Vitreous and blood samples were collected simultaneously during vitrectomy and processed as previously described (3). SST-28 was measured by RIA (Phoenix Pharmaceuticals, Belmont, CA). The lower detection limit was 20 pg/ml. The antibody used in this RIA recognizes 100% of SST-28 and does not show cross-reactivity with either SST-14 or cortistatin (3). Vitreous hemoglobin levels and vitreal proteins were measured as previously described (3).

Statistical analysis

Student’s t test and ANOVA were used to compare SST-28 concentrations, and the χ2 test was used for categorical variables. Because of their skewed distribution, the statistical comparisons of intravitreal proteins were performed using a nonparametric test (Mann-Whitney U test). Correlations were examined by Spearman’s rank correlation test. Levels of statistical significance were set at P < 0.05. Results are expressed as the mean ± SEM or median (range).

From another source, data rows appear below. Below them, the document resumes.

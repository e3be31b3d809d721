use serde::Deserialize;
use serde::de::IgnoredAny;
use serde_json::Value;
use std::collections::{BTreeMap, BTreeSet};
use std::fs;
use std::path::Path;
use tracing::{debug, info};

use super::{LoadError, SpecFormat};
use crate::models::{
    HttpMethod, Operation, PathItem, PropertyDescriptor, SchemaDefinition, SecurityRequirement,
    Specification,
};

/// Builds a [`Specification`] from OpenAPI 3.x or Swagger 2.0 documents.
///
/// Loading is all-or-nothing: a document either yields a complete model or a
/// [`LoadError`]. `$ref`s are not followed.
pub struct SpecLoader;

impl SpecLoader {
    pub fn new() -> Self {
        Self
    }

    pub fn parse_file(&self, path: &Path, format: SpecFormat) -> Result<Specification, LoadError> {
        let bytes = fs::read(path).map_err(|source| LoadError::Io {
            path: path.to_path_buf(),
            source,
        })?;

        let format = match format {
            SpecFormat::Auto => SpecFormat::from_path(path),
            explicit => explicit,
        };

        info!(file = %path.display(), %format, "Loading specification");
        self.parse(&bytes, format)
    }

    pub fn parse(&self, bytes: &[u8], format: SpecFormat) -> Result<Specification, LoadError> {
        let content = std::str::from_utf8(bytes)?;
        if content.trim().is_empty() {
            return Err(LoadError::Empty);
        }

        let document: RawDocument = match format.resolve(content) {
            SpecFormat::Json => serde_json::from_str(content)?,
            _ => serde_yaml::from_str(content)?,
        };

        let spec = match document.version() {
            Some(DocumentVersion::V3(version)) => self.build_openapi_v3(version, document),
            Some(DocumentVersion::V2(version)) => self.build_swagger_v2(version, document),
            None => return Err(LoadError::UnknownVersion),
        };

        debug!(
            version = %spec.version,
            paths = spec.paths.len(),
            operations = spec.operation_count(),
            schemas = spec.schemas.len(),
            security_schemes = spec.security_schemes.len(),
            "Specification loaded"
        );

        Ok(spec)
    }

    fn build_openapi_v3(&self, version: String, document: RawDocument) -> Specification {
        let components = document.components.unwrap_or_default();
        Specification {
            version,
            security_schemes: scheme_names(components.security_schemes),
            global_security: convert_requirements(document.security).unwrap_or_default(),
            paths: convert_paths(document.paths),
            schemas: convert_schemas(components.schemas),
        }
    }

    fn build_swagger_v2(&self, version: String, document: RawDocument) -> Specification {
        Specification {
            version,
            security_schemes: scheme_names(document.security_definitions),
            global_security: convert_requirements(document.security).unwrap_or_default(),
            paths: convert_paths(document.paths),
            schemas: convert_schemas(document.definitions),
        }
    }
}

impl Default for SpecLoader {
    fn default() -> Self {
        Self::new()
    }
}

enum DocumentVersion {
    V3(String),
    V2(String),
}

#[derive(Deserialize)]
struct RawDocument {
    #[serde(default)]
    openapi: Option<Value>,
    #[serde(default)]
    swagger: Option<Value>,
    #[serde(default)]
    paths: Option<BTreeMap<String, Option<RawPathItem>>>,
    #[serde(default)]
    components: Option<RawComponents>,
    #[serde(default)]
    security: Option<Vec<RawRequirement>>,
    #[serde(default, rename = "securityDefinitions")]
    security_definitions: Option<BTreeMap<String, IgnoredAny>>,
    #[serde(default)]
    definitions: Option<BTreeMap<String, Value>>,
}

impl RawDocument {
    fn version(&self) -> Option<DocumentVersion> {
        if let Some(v) = &self.openapi {
            Some(DocumentVersion::V3(version_text(v)))
        } else {
            self.swagger
                .as_ref()
                .map(|v| DocumentVersion::V2(version_text(v)))
        }
    }
}

#[derive(Deserialize, Default)]
struct RawComponents {
    #[serde(default, rename = "securitySchemes")]
    security_schemes: Option<BTreeMap<String, IgnoredAny>>,
    #[serde(default)]
    schemas: Option<BTreeMap<String, Value>>,
}

/// Only the seven supported method keys are read; `parameters`, `summary`,
/// `trace`, `$ref` and vendor extensions fall through to serde's ignore.
#[derive(Deserialize, Default)]
struct RawPathItem {
    get: Option<RawOperation>,
    post: Option<RawOperation>,
    put: Option<RawOperation>,
    patch: Option<RawOperation>,
    delete: Option<RawOperation>,
    head: Option<RawOperation>,
    options: Option<RawOperation>,
}

impl RawPathItem {
    fn into_operations(self) -> Vec<(HttpMethod, RawOperation)> {
        [
            (HttpMethod::Get, self.get),
            (HttpMethod::Post, self.post),
            (HttpMethod::Put, self.put),
            (HttpMethod::Patch, self.patch),
            (HttpMethod::Delete, self.delete),
            (HttpMethod::Head, self.head),
            (HttpMethod::Options, self.options),
        ]
        .into_iter()
        .filter_map(|(method, op)| op.map(|op| (method, op)))
        .collect()
    }
}

#[derive(Deserialize, Default)]
struct RawOperation {
    #[serde(default)]
    security: Option<Vec<RawRequirement>>,
}

type RawRequirement = BTreeMap<String, IgnoredAny>;

fn version_text(value: &Value) -> String {
    match value {
        Value::String(s) => s.clone(),
        other => other.to_string(),
    }
}

fn scheme_names(schemes: Option<BTreeMap<String, IgnoredAny>>) -> BTreeSet<String> {
    schemes
        .map(|s| s.into_keys().collect())
        .unwrap_or_default()
}

fn convert_requirements(raw: Option<Vec<RawRequirement>>) -> Option<Vec<SecurityRequirement>> {
    raw.map(|requirements| {
        requirements
            .into_iter()
            .map(|req| SecurityRequirement::new(req.into_keys()))
            .collect()
    })
}

fn convert_paths(
    raw: Option<BTreeMap<String, Option<RawPathItem>>>,
) -> BTreeMap<String, PathItem> {
    raw.unwrap_or_default()
        .into_iter()
        .map(|(path, item)| {
            let mut path_item = PathItem::new(path.clone());
            for (method, op) in item.unwrap_or_default().into_operations() {
                path_item.operations.insert(
                    method,
                    Operation {
                        method,
                        security: convert_requirements(op.security),
                    },
                );
            }
            (path, path_item)
        })
        .collect()
}

/// Schema values stay untyped: OpenAPI 3.1 allows boolean schemas, and
/// only object schemas carry `properties`.
fn convert_schemas(raw: Option<BTreeMap<String, Value>>) -> BTreeMap<String, SchemaDefinition> {
    raw.unwrap_or_default()
        .into_iter()
        .map(|(name, schema)| {
            let properties = schema
                .get("properties")
                .and_then(Value::as_object)
                .map(|props| {
                    props
                        .iter()
                        .map(|(prop, value)| {
                            let type_name = value
                                .get("type")
                                .and_then(Value::as_str)
                                .map(str::to_string);
                            (prop.clone(), PropertyDescriptor { type_name })
                        })
                        .collect()
                })
                .unwrap_or_default();
            let definition = SchemaDefinition {
                name: name.clone(),
                properties,
            };
            (name, definition)
        })
        .collect()
}
pub mod analyzer;
pub mod cli;
pub mod loader;
pub mod models;
pub mod reporter;
pub mod server;

pub use analyzer::{Rule, RuleEngine};
pub use loader::{LoadError, SpecFormat, SpecLoader};
pub use models::{
    Category, Finding, HttpMethod, Operation, PathItem, SchemaDefinition, SecurityRequirement,
    Specification,
};
pub use reporter::{ConsoleReporter, JsonExporter, JsonReport};
use tracing::debug;

use super::policy::{CONSENT_PATH_MARKERS, INTERNAL_PATH_PREFIX, is_public_path};
use crate::models::{Finding, Specification};

pub const CONSENT_EXPLANATION: &str = "Этот эндпоинт управляет согласиями — доступ без авторизации может раскрыть приватные данные пользователя.";
pub const INTERNAL_EXPLANATION: &str =
    "Внутренний эндпоинт доступен публично — возможна утечка служебной информации.";
pub const GENERIC_EXPLANATION: &str =
    "Эндпоинт не защищён, хотя в API объявлена схема безопасности.";

/// Flags operations whose effective security is empty although the document
/// declares at least one security scheme.
pub struct EndpointAuthAnalyzer;

impl EndpointAuthAnalyzer {
    pub fn analyze(spec: &Specification) -> Vec<Finding> {
        let mut findings = Vec::new();

        for item in spec.paths.values() {
            if is_public_path(&item.path) {
                debug!(path = %item.path, "Skipping public path");
                continue;
            }

            for operation in item.operations.values() {
                if !spec.effective_security(operation).is_empty() {
                    continue;
                }

                findings.push(Finding::unauthenticated_endpoint(
                    operation.method,
                    &item.path,
                    Self::explain(&item.path),
                ));
            }
        }

        findings
    }

    /// Consent endpoints take priority over internal ones.
    pub fn explain(path: &str) -> &'static str {
        if CONSENT_PATH_MARKERS.iter().any(|m| path.contains(m)) {
            CONSENT_EXPLANATION
        } else if path.starts_with(INTERNAL_PATH_PREFIX) {
            INTERNAL_EXPLANATION
        } else {
            GENERIC_EXPLANATION
        }
    }
}

#[cfg(test)]
mod tests {
    use super::*;
    use crate::models::{Category, HttpMethod, Operation, SecurityRequirement};

    fn secured_spec() -> Specification {
        Specification::new("3.0.0").with_security_scheme("bearerAuth")
    }

    fn bearer() -> Vec<SecurityRequirement> {
        vec![SecurityRequirement::new(["bearerAuth"])]
    }

    #[test]
    fn test_generic_unprotected_endpoint() {
        let spec = secured_spec().with_operation("/widgets", Operation::public(HttpMethod::Get));

        let findings = EndpointAuthAnalyzer::analyze(&spec);
        assert_eq!(findings.len(), 1);
        assert_eq!(findings[0].category, Category::UnauthenticatedEndpoint);
        assert_eq!(findings[0].method, Some(HttpMethod::Get));
        assert_eq!(findings[0].path.as_deref(), Some("/widgets"));
        assert_eq!(
            findings[0].message,
            format!("[API1] GET /widgets — {}", GENERIC_EXPLANATION)
        );
    }

    #[test]
    fn test_inherits_global_security() {
        let spec = secured_spec()
            .with_global_security(bearer())
            .with_operation("/widgets", Operation::inherited(HttpMethod::Get));
        assert!(EndpointAuthAnalyzer::analyze(&spec).is_empty());
    }

    #[test]
    fn test_explicit_empty_overrides_global() {
        let spec = secured_spec()
            .with_global_security(bearer())
            .with_operation("/widgets", Operation::inherited(HttpMethod::Get))
            .with_operation("/widgets", Operation::public(HttpMethod::Post));

        let findings = EndpointAuthAnalyzer::analyze(&spec);
        assert_eq!(findings.len(), 1);
        assert_eq!(findings[0].method, Some(HttpMethod::Post));
    }

    #[test]
    fn test_public_paths_skip_all_operations() {
        let spec = secured_spec()
            .with_operation("/health", Operation::public(HttpMethod::Get))
            .with_operation("/auth/login", Operation::public(HttpMethod::Post))
            .with_operation("/auth/login", Operation::inherited(HttpMethod::Delete))
            .with_operation("/account-consents/request", Operation::public(HttpMethod::Post));
        assert!(EndpointAuthAnalyzer::analyze(&spec).is_empty());
    }

    #[test]
    fn test_consent_explanation() {
        let spec = secured_spec()
            .with_operation("/account-consents/{id}", Operation::public(HttpMethod::Get));
        let findings = EndpointAuthAnalyzer::analyze(&spec);
        assert_eq!(findings.len(), 1);
        assert!(findings[0].message.ends_with(CONSENT_EXPLANATION));
    }

    #[test]
    fn test_explanation_priority() {
        assert_eq!(
            EndpointAuthAnalyzer::explain("/internal/payment-consents/1"),
            CONSENT_EXPLANATION
        );
        assert_eq!(
            EndpointAuthAnalyzer::explain("/internal/metrics"),
            INTERNAL_EXPLANATION
        );
        assert_eq!(EndpointAuthAnalyzer::explain("/internal"), GENERIC_EXPLANATION);
        assert_eq!(EndpointAuthAnalyzer::explain("/users"), GENERIC_EXPLANATION);
    }

    #[test]
    fn test_deterministic_order() {
        let spec = secured_spec()
            .with_operation("/b", Operation::public(HttpMethod::Delete))
            .with_operation("/b", Operation::public(HttpMethod::Get))
            .with_operation("/a", Operation::public(HttpMethod::Options));

        let locations: Vec<_> = EndpointAuthAnalyzer::analyze(&spec)
            .iter()
            .filter_map(|f| f.location())
            .collect();
        assert_eq!(locations, vec!["OPTIONS /a", "GET /b", "DELETE /b"]);
    }
}
use std::fmt;

use super::endpoint_auth::EndpointAuthAnalyzer;
use super::security_schemes::SecuritySchemeAnalyzer;
use super::sensitive_fields::SensitiveFieldAnalyzer;
use crate::models::{Category, Finding, Specification};

/// The closed set of checks the engine can run.
#[derive(Debug, Clone, Copy, PartialEq, Eq, Hash)]
pub enum Rule {
    MissingSecuritySchemes,
    UnauthenticatedEndpoint,
    SensitiveField,
}

impl Rule {
    pub const ALL: [Rule; 3] = [
        Rule::MissingSecuritySchemes,
        Rule::UnauthenticatedEndpoint,
        Rule::SensitiveField,
    ];

    pub fn id(&self) -> &'static str {
        match self {
            Rule::MissingSecuritySchemes => "missing-security-schemes",
            Rule::UnauthenticatedEndpoint => "unauthenticated-endpoint",
            Rule::SensitiveField => "sensitive-field",
        }
    }

    pub fn category(&self) -> Category {
        match self {
            Rule::MissingSecuritySchemes => Category::MissingSecuritySchemes,
            Rule::UnauthenticatedEndpoint => Category::UnauthenticatedEndpoint,
            Rule::SensitiveField => Category::SensitiveField,
        }
    }

    pub fn description(&self) -> &'static str {
        match self {
            Rule::MissingSecuritySchemes => "Document declares no security schemes",
            Rule::UnauthenticatedEndpoint => {
                "Operation has no effective security requirement outside the public allowlist"
            }
            Rule::SensitiveField => "Schema property name suggests secret or personal data",
        }
    }

    /// Precondition checked by the engine before `evaluate`. The
    /// unauthenticated-endpoint rule requires at least one declared scheme.
    pub fn applies_to(&self, spec: &Specification) -> bool {
        match self {
            Rule::UnauthenticatedEndpoint => spec.has_security_schemes(),
            Rule::MissingSecuritySchemes | Rule::SensitiveField => true,
        }
    }

    pub fn evaluate(&self, spec: &Specification) -> Vec<Finding> {
        match self {
            Rule::MissingSecuritySchemes => SecuritySchemeAnalyzer::analyze(spec),
            Rule::UnauthenticatedEndpoint => EndpointAuthAnalyzer::analyze(spec),
            Rule::SensitiveField => SensitiveFieldAnalyzer::analyze(spec),
        }
    }
}

impl fmt::Display for Rule {
    fn fmt(&self, f: &mut fmt::Formatter<'_>) -> fmt::Result {
        f.write_str(self.id())
    }
}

We did not observe significant differences in plasma SST-28 concentration among groups (DME 181 ± 28 pg/ml, PDR 189 ± 26 pg/ml, nondiabetic controls 136 ± 31 pg/ml; P = not significant). Fluorescein angiography demonstrated a lack of significant retinal ischemia in all patients with DME (mean of disc areas of retinal nonperfusion 0.9 [range 0–5]). Intravitreous protein concentration was significantly higher in diabetic patients than in control subjects (3.1 mg/ml [0.6–5.8] vs. 0.83 mg/ml [0.3–1.5], P < 0.001). However, no significant differences were detected between DME and PDR patients (2.9 mg/ml [1.4–5.8] vs. 3.2 mg/ml [0.6–5.1], P = 0.74).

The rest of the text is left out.